Cuando la mediocridad se apodera de la política
El que asciende actualmente es porque está bien situado, es fiel al líder de turno y ha sabido tejerse una trama de complicidades en su círculo de partido.
En los últimos dos años, los catalanes se han acostumbrado a cenar (o a desayunar) con el despropósito de turno del Govern de la Generalitat: el último ha sido la gestión de la rave de fin de año de Llinars del Vallès y su utilización como dardo entre ambos socios. Uno más, que se suma a la larga lista de descalabros recientes protagonizados por los gobernantes de Junts y de ERC: las ayudas a los autónomos, las filtraciones interesadas que ponen en riesgo la política contra el Covid, el anuncio de medidas que se corrigen al cabo de pocas horas o incluso el tanteo para poner entredicho las elecciones del 14-F por motivos puramente partidistas. El desastre gubernamental es de tal calado, que ha llegado un momento en que la opinión pública poco se inmuta ante el nuevo episodio protagonizado por cualquiera de los consellers de ambas fuerzas.
La legislatura ya finiquitada ha pasado a la historia como la del Govern con menos logros en autogobierno y también con el menor número de medidas destinadas a mejorar la calidad de la vida de los catalanes. Han conseguido incluso superar al segundo tripartit, lo cual tiene su mérito. Pero, tanto o más grave que la pésima gestión, ha sido la utilización partidista de las instituciones y la renuncia al marco legislativo actual, por limitado que sea. Un cúmulo de hechos que han situado la Generalitat de Catalunya –con todo el peso simbólico que tiene más allá de su función como administración– ante un desprestigio insólito. Nunca desde la recuperación del autogobierno la institución nacional de los catalanes había tenido un nivel de reconocimiento social y representación ciudadana tan bajo como el de estos últimos años.
Las causas de tal descalabro son conocidas y evidentes: la pugna entre las dos principales formaciones del independentismo por neutralizarse mutuamente ha situado sus prioridades en un plano diferente al que corresponde a cualquier gobierno. Nada es casual cuando la prioridad deja de ser la gobernación para ser el puro ejercicio del poder con fines partidistas. Y todo ello es posible, porque el escenario en el que se mueve la política catalana hoy en día –y de una manera significativa el independentismo– es el de la mediocridad hasta límites extremos.
Cabe analizar simplemente el perfil medio de los parlamentarios que han acabado la reciente legislatura para constatar el triste nivel que caracteriza el actual escenario. En los años en que Catalunya era un ejemplo –reconocido o escondido–, en el Parlament se sentaban diputados con una trayectoria profesional o social digna de reconocimiento. Y si en ocasiones el gobernante podía llegar a flaquear en sus capacidades o actitudes, siempre tenía el sólido recurso de algún asesor o director general con capacidad avalada. La fotografía actual, en cambio, ofrece un bajo nivel en el hemiciclo, pero también –lo que es más preocupante aún– entre los cargos eventuales a los que se les debería de suponer un aval profesional y trayectoria sectorial.
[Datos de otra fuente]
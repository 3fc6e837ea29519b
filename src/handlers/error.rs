// src/handlers/error.rs
use std::fmt;
use log::error;
use warp::http::StatusCode;
use warp::reject::Reject;

use crate::models::ValidationError;
use crate::services::store::StoreError;

#[derive(Debug, Clone, Copy, PartialEq, Eq)]
pub enum ErrorKind {
    BadRequest,
    NotFound,
    Unavailable,
    Internal,
}

#[derive(Debug, Clone)]
pub struct ApiError {
    pub kind: ErrorKind,
    pub message: String,
}

impl ApiError {
    pub fn new(kind: ErrorKind, message: impl Into<String>) -> Self {
        ApiError {
            kind,
            message: message.into(),
        }
    }

    pub fn bad_request(message: impl Into<String>) -> Self {
        Self::new(ErrorKind::BadRequest, message)
    }

    pub fn not_found(message: impl Into<String>) -> Self {
        Self::new(ErrorKind::NotFound, message)
    }

    pub fn store_unavailable() -> Self {
        Self::new(ErrorKind::Unavailable, "Document store not configured")
    }

    /// Logs the underlying failure; the client only sees a generic message.
    pub fn database_error(err: StoreError) -> Self {
        error!("Document store error: {}", err);
        Self::new(ErrorKind::Internal, "Internal server error")
    }

    pub fn status(&self) -> StatusCode {
        match self.kind {
            ErrorKind::BadRequest => StatusCode::BAD_REQUEST,
            ErrorKind::NotFound => StatusCode::NOT_FOUND,
            ErrorKind::Unavailable => StatusCode::SERVICE_UNAVAILABLE,
            ErrorKind::Internal => StatusCode::INTERNAL_SERVER_ERROR,
        }
    }
}

impl fmt::Display for ApiError {
    fn fmt(&self, f: &mut fmt::Formatter) -> fmt::Result {
        write!(f, "{}", self.message)
    }
}

impl From<ValidationError> for ApiError {
    fn from(err: ValidationError) -> Self {
        ApiError::bad_request(err.to_string())
    }
}

impl From<StoreError> for ApiError {
    fn from(err: StoreError) -> Self {
        ApiError::database_error(err)
    }
}

impl std::error::Error for ApiError {}
impl Reject for ApiError {}
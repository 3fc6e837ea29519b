// src/handlers/mod.rs
use std::sync::Arc;
use serde_json::json;
use warp::reply::Json;
use warp::Rejection;

use crate::config::Environment;
use crate::services::store::PropertyStore;
use error::ApiError;

pub mod analysis;
pub mod error;
pub mod properties;

pub const SERVICE_NAME: &str = "Property Analyzer API";

/// Collaborators built once at startup and handed to every route.
///
/// `store` is `None` when no document store could be set up; routes that
/// need it answer 503 instead of failing later.
#[derive(Clone)]
pub struct AppState {
    pub store: Option<Arc<dyn PropertyStore>>,
    pub environment: Environment,
}

impl AppState {
    pub fn new(store: Option<Arc<dyn PropertyStore>>, environment: Environment) -> Self {
        AppState { store, environment }
    }

    pub fn require_store(&self) -> Result<&Arc<dyn PropertyStore>, ApiError> {
        self.store.as_ref().ok_or_else(ApiError::store_unavailable)
    }
}

pub async fn health(state: AppState) -> Result<Json, Rejection> {
    Ok(warp::reply::json(&json!({
        "status": "ok",
        "service": SERVICE_NAME,
        "version": env!("CARGO_PKG_VERSION"),
        "environment": state.environment.to_string(),
        "store_configured": state.store.is_some(),
    })))
}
La política catalana ha sustituido la meritocracia por el activismo. El que asciende actualmente es porque está bien situado, es fiel al líder de turno y ha sabido tejerse una trama de complicidades en su círculo de partido. No importa si no ha demostrado competencias profesionales, si desconoce el ámbito sectorial al que se debe dedicar en tareas de gobierno y si ni tan sólo tiene la formación que debería exigirse a cualquier cargo, también los considerados de confianza. Lo crucial simplemente es ser un soldado en un ejército sin estadistas.
Esta mediocridad es la que reina en la política catalana y es la causante del pésimo balance que han dejado los gobiernos de Carles Puigdemont y Quim Torra (y nada hace prever que pueda cambiar a corto plazo: un buen ejemplo será comprobar las listas electorales del 14-F para constatar la falta de profesionales que optan por incorporarse a un partido). Pero lo más grave de todo es que el desprestigio que hoy en día sufre la Generalitat como institución no logrará reponerse en el plazo de una legislatura, ni en el hipotético caso que, por fin, fuera de cuatro años. La herida va para largo, porque ni hay médicos, ni los que están saben de medicina.